__Directions__
A single figure is required: the number of lines in the listing below containing the word "SourceLocation".

= = = = = = =

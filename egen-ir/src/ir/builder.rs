//! IR Builder
//!
//! Owns the function under construction and an insertion point. Emitting a
//! terminator records the control-flow edges it creates and invalidates the
//! insertion point; nothing can be emitted until a new block is positioned.

use egen_common::{BlockId, SourceLocation, ValueId};
use log::trace;
use crate::error::IrError;
use crate::ir::{Function, Instruction, IrType, OwnershipKind, ValueDef};

pub struct IrBuilder {
    function: Function,
    insertion_point: Option<BlockId>,
}

impl IrBuilder {
    pub fn new(function: Function) -> Self {
        Self {
            function,
            insertion_point: None,
        }
    }

    pub fn function(&self) -> &Function {
        &self.function
    }

    pub fn function_mut(&mut self) -> &mut Function {
        &mut self.function
    }

    pub fn finish(self) -> Function {
        self.function
    }

    pub fn create_block(&mut self) -> BlockId {
        self.function.create_block()
    }

    /// Append a parameter to `block`
    pub fn create_block_param(
        &mut self,
        block: BlockId,
        ty: IrType,
        ownership: OwnershipKind,
    ) -> Result<ValueId, IrError> {
        let index = self.function.block(block)?.params.len();
        let value = self.function.add_value(ty, ownership, ValueDef::BlockParam { block, index });
        self.function.block_mut(block)?.params.push(value);
        Ok(value)
    }

    /// Position the builder at the end of `block`
    pub fn emit_block(&mut self, block: BlockId) -> Result<(), IrError> {
        if self.function.block(block)?.has_terminator() {
            return Err(IrError::BlockTerminated { block });
        }
        self.insertion_point = Some(block);
        Ok(())
    }

    pub fn insertion_block(&self) -> Option<BlockId> {
        self.insertion_point
    }

    pub fn has_valid_insertion_point(&self) -> bool {
        self.insertion_point.is_some()
    }

    pub fn value_type(&self, value: ValueId) -> Result<&IrType, IrError> {
        self.function.value_type(value)
    }

    fn current_block(&self) -> Result<BlockId, IrError> {
        self.insertion_point.ok_or_else(|| IrError::NoInsertionPoint {
            function: self.function.name.clone(),
        })
    }

    fn new_result(&mut self, ty: IrType, ownership: OwnershipKind) -> Result<ValueId, IrError> {
        let block = self.current_block()?;
        Ok(self.function.add_value(ty, ownership, ValueDef::Instruction { block }))
    }

    fn emit(&mut self, instr: Instruction) -> Result<(), IrError> {
        let block = self.current_block()?;
        trace!("bb{}: {}", block, instr);
        let successors = instr.successors();
        let is_terminator = instr.is_terminator();
        self.function.block_mut(block)?.add_instruction(instr);
        if is_terminator {
            for successor in successors {
                self.function.add_edge(block, successor)?;
            }
            self.insertion_point = None;
        }
        Ok(())
    }

    pub fn integer_literal(&mut self, ty: IrType, value: i64) -> Result<ValueId, IrError> {
        let result = self.new_result(ty.clone(), OwnershipKind::None)?;
        self.emit(Instruction::IntegerLiteral { result, ty, value })?;
        Ok(result)
    }

    pub fn create_struct(&mut self, ty: IrType, elements: Vec<ValueId>) -> Result<ValueId, IrError> {
        let owns_element = elements.iter().any(|element| {
            self.function
                .value(*element)
                .is_some_and(|info| info.ownership == OwnershipKind::Owned)
        });
        let ownership = if owns_element { OwnershipKind::Owned } else { OwnershipKind::None };
        let result = self.new_result(ty.clone(), ownership)?;
        self.emit(Instruction::Struct { result, ty, elements })?;
        Ok(result)
    }

    pub fn metatype(&mut self, ty: IrType) -> Result<ValueId, IrError> {
        let result = self.new_result(ty.clone(), OwnershipKind::None)?;
        self.emit(Instruction::Metatype { result, ty })?;
        Ok(result)
    }

    pub fn function_ref(&mut self, function: &Function) -> Result<ValueId, IrError> {
        let ty = function.function_type();
        let result = self.new_result(ty.clone(), OwnershipKind::None)?;
        self.emit(Instruction::FunctionRef {
            result,
            function: function.name.clone(),
            ty,
        })?;
        Ok(result)
    }

    pub fn global_addr(&mut self, global: &str, object_type: IrType) -> Result<ValueId, IrError> {
        let ty = IrType::address_of(object_type);
        let result = self.new_result(ty.clone(), OwnershipKind::None)?;
        self.emit(Instruction::GlobalAddr {
            result,
            global: global.to_string(),
            ty,
        })?;
        Ok(result)
    }

    /// Call a non-throwing function value
    pub fn apply(&mut self, callee: ValueId, args: Vec<ValueId>) -> Result<ValueId, IrError> {
        let callee_type = self.function.value_type(callee)?;
        let result_type = callee_type.function_result().cloned().ok_or_else(|| IrError::NotCallable {
            value: callee,
            ty: callee_type.to_string(),
        })?;
        let ownership = OwnershipKind::for_result(&result_type);
        let result = self.new_result(result_type, ownership)?;
        self.emit(Instruction::Apply { result, callee, args })?;
        Ok(result)
    }

    pub fn builtin(&mut self, name: &str, args: Vec<ValueId>, result_type: IrType) -> Result<ValueId, IrError> {
        let ownership = OwnershipKind::for_result(&result_type);
        let result = self.new_result(result_type, ownership)?;
        self.emit(Instruction::Builtin {
            result,
            name: name.to_string(),
            args,
        })?;
        Ok(result)
    }

    pub fn alloc_stack(&mut self, ty: IrType) -> Result<ValueId, IrError> {
        let result = self.new_result(IrType::address_of(ty.clone()), OwnershipKind::None)?;
        self.emit(Instruction::AllocStack { result, ty })?;
        Ok(result)
    }

    pub fn dealloc_stack(&mut self, operand: ValueId) -> Result<(), IrError> {
        self.emit(Instruction::DeallocStack { operand })
    }

    pub fn store(&mut self, value: ValueId, dest: ValueId) -> Result<(), IrError> {
        self.emit(Instruction::Store { value, dest })
    }

    /// A taking load owns its result; otherwise the result borrows the storage
    pub fn load(&mut self, source: ValueId, take: bool) -> Result<ValueId, IrError> {
        let ty = self.function.value_type(source)?.object_type().clone();
        let ownership = match OwnershipKind::for_result(&ty) {
            OwnershipKind::Owned if !take => OwnershipKind::Guaranteed,
            ownership => ownership,
        };
        let result = self.new_result(ty, ownership)?;
        self.emit(Instruction::Load { result, source, take })?;
        Ok(result)
    }

    pub fn end_lifetime(&mut self, operand: ValueId) -> Result<(), IrError> {
        self.emit(Instruction::EndLifetime { operand })
    }

    pub fn destroy_value(&mut self, operand: ValueId) -> Result<(), IrError> {
        self.emit(Instruction::DestroyValue { operand })
    }

    pub fn optional_some(&mut self, operand: ValueId) -> Result<ValueId, IrError> {
        let info = self.function.value(operand).cloned().ok_or_else(|| IrError::ValueNotFound {
            function: self.function.name.clone(),
            value: operand,
        })?;
        let ty = IrType::optional(info.ty);
        let result = self.new_result(ty.clone(), info.ownership)?;
        self.emit(Instruction::OptionalSome { result, operand, ty })?;
        Ok(result)
    }

    pub fn hop_to_executor(&mut self, executor: ValueId) -> Result<(), IrError> {
        self.emit(Instruction::HopToExecutor { executor })
    }

    pub fn mark_function_escape(&mut self, vars: Vec<ValueId>) -> Result<(), IrError> {
        self.emit(Instruction::MarkFunctionEscape { vars })
    }

    pub fn increment_profiler_counter(&mut self, index: u32) -> Result<(), IrError> {
        let function = self.function.name.clone();
        self.emit(Instruction::IncrementProfilerCounter { function, index })
    }

    pub fn debug_scope(&mut self, location: SourceLocation) -> Result<(), IrError> {
        self.emit(Instruction::DebugScope { location })
    }

    pub fn return_value(&mut self, value: ValueId) -> Result<(), IrError> {
        self.emit(Instruction::Return(value))
    }

    pub fn branch(&mut self, target: BlockId, args: Vec<ValueId>) -> Result<(), IrError> {
        self.emit(Instruction::Branch { target, args })
    }

    pub fn cond_branch(
        &mut self,
        condition: ValueId,
        true_target: BlockId,
        false_target: BlockId,
    ) -> Result<(), IrError> {
        self.emit(Instruction::CondBranch { condition, true_target, false_target })
    }

    pub fn try_apply(
        &mut self,
        callee: ValueId,
        args: Vec<ValueId>,
        normal: BlockId,
        error: BlockId,
        error_buffer: Option<ValueId>,
    ) -> Result<(), IrError> {
        self.emit(Instruction::TryApply { callee, args, normal, error, error_buffer })
    }

    pub fn unreachable(&mut self) -> Result<(), IrError> {
        self.emit(Instruction::Unreachable)
    }
}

= = = = = = =

__Answer box__
2